Operational Readiness
WORK IN PROGRESS
This is an estimation of the operational readiness required to claim ownership over the systems and processes. Depending on your roles and responsibilities, the level of ownership changes.
If you’re new to all of this, you will want to start with Choose Your Path.
Organization
As an organization, you’ve conducted the following
-
Production Readiness Review (PRR) https://sre.google/sre-book/evolving-sre-engagement-model/#the-prr-model-DVsGhWZ
-
Roles, Responsibilities, & Ownership (RACI) for all Components in-use
-
Ensure you’ve validated all playbooks (especially important for certain compliance frameworks)
-
You have established SLOs in Datadog for all mission-critical business functions and educated the teams on their value
-
You are aware of your AWS spend and have budgets in place
-
You have a process in place for managing all SaaS/Vendor relationships, enterprise agreements
-
You have a formalized incident response process for Application, Infrastructure and Security
-
You have a post-mortem review process
Developer
-
You are comfortable with adding new services to the CI/CD pipeline
-
You are leveraging preview environments (if applicable) as part of your development workflow
-
You know where to look for logs emitted from your service
-
You know how to add telemetry to your services
-
You are able to debug/triage services without direct access to the cluster or pods
-
You are able to login to AWS using Leapp and experiment in the sandbox account
-
You are familiar with the https://cloudposse.com/12-factor-app/
-
You have developed a
Dockerfile
for your service(s) and understand what every line in that file does -
You have developed a Helm chart (if you’re using EKS)
Operations
-
You are able to debug/triage services without direct access to the cluster or pods
-
You are able to find the logs for services and filter for what you need
-
You are comfortable upgrading EKS with Addons
-
You know how to develop (and have developed) a new terraform component and add them to stacks
-
You can explain the core Concepts and use them as part of your design process
-
You are current on all of the Conventions used
-
You are familiar with all the backup policies and how to restore backups
-
You are familiar with the upgrade process for all managed services (E.g.
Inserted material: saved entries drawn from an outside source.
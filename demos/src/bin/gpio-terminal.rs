#![no_std]
#![no_main]

#[macro_use]
extern crate rzt2m_hal;

use embedded_hal::digital::{InputPin, OutputPin};
use rzt2m_hal::delay::delay_cycles;
use rzt2m_hal::gpio::{Input, Output, P0_0, P0_1};
use rzt2m_hal::line::{CarriageReturn, LineReader};
use rzt2m_hal::terminal::EchoTerminal;
use rzt2m_hal::transport::Transport;
use rzt2m_hal::uart::*;
use rzt2m_hal::Peripheral;

/// CPU1: reads CPU0's greeting from SCI0, answers it, drives P0.0 high,
/// reports P0.1 on both UARTs and then serves the echo terminal on SCI1.
#[rzt2m_hal::entry]
fn main() -> ! {
    let mut link = Uart::new(UART0::take().unwrap(), UartConfig::default());
    let console = Uart::new(UART1::take().unwrap(), UartConfig::default());
    rzt2m_hal::init_print(&console);
    rzt2m_hal::init_logger(log::LevelFilter::Info);

    delay_cycles(10_000);

    let mut reader = LineReader::<64>::with_policy(CarriageReturn::Ignore);
    let received = reader.read_line(&mut link);

    println!("Hello from CPU1 debug!");
    println!(
        "CPU1 received: {}",
        core::str::from_utf8(received).unwrap_or("<invalid utf-8>")
    );

    link.send_str("Hello from CPU1 to CPU0!\n");

    let mut led = Output::new(P0_0::take().unwrap());
    let mut button = Input::new(P0_1::take().unwrap());
    led.set_high().unwrap();
    delay_cycles(10_000);
    println!("CPU1: set P0.0 HIGH");
    link.send_str("CPU1: set P0.0 HIGH\n");

    let high = button.is_high().unwrap();
    let level = if high { "HIGH" } else { "LOW" };
    println!("CPU1: read P0.1 = {}", level);
    link.send_str("CPU1: read P0.1 = ");
    link.send_str(level);
    link.send_str("\n");
    log::info!("starting echo terminal on SCI{}", console.number());

    // SCI1 belongs to the terminal from here on and its output loops back.
    log::set_max_level(log::LevelFilter::Off);
    let mut terminal = EchoTerminal::new(console);
    terminal.start()
}

#[panic_handler]
fn panic(info: &core::panic::PanicInfo) -> ! {
    rzt2m_hal::print_panic(info);
    rzt2m_hal::idle_forever()
}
RDS, MSK, etc)
-
You are regularly performing upgrades to keep everything current (see How to Keep Everything Up to Date)
-
You are using Spacelift on a daily basis as part of your job
-
You are able to define new IAM roles and configure/manage AWS SSO/SAML
-
You are able to authenticate with all required systems (E.g. AWS, Datadog, OpsGenie, Spacelift).
-
You are familiar with the DNS architecture and how to work with vanity domains and service discovery domains
SRE
-
You are able to debug/triage services without direct access to the cluster or pods
-
You are able to authenticate with all required systems (E.g. AWS, Datadog, OpsGenie, Spacelift).
-
You are able to open up AWS support tickets as needed
-
You are able to open up support tickets with all external vendors
-
You are able to open up internal support tickets and know how to triage them
-
You are aware of and help maintain SLOs
-
You are writing RCA and post mortems for incidents
-
You are able to develop new monitors, dashboards, SLOs, synthetics in Datadog
-
You are able to configure incident management in OpsGenie IaC configurations to control escalation paths
Security
-
You are able to ingest cloudtrail logs and identify, classify and attribute events
-
You are familiar with the IAM architecture and implementation of custom roles
-
You are aware of and able to manage AWS SSO or AWS Federated IAM with integrations to your IdP
-
You know where to look and are able to respond to events surfaced by AWS SecurityHub, GuardDuty, etc
Release Engineer
-
You are able to debug/triage workflows
-
You are able to tune and optimize Github Actions (if applicable)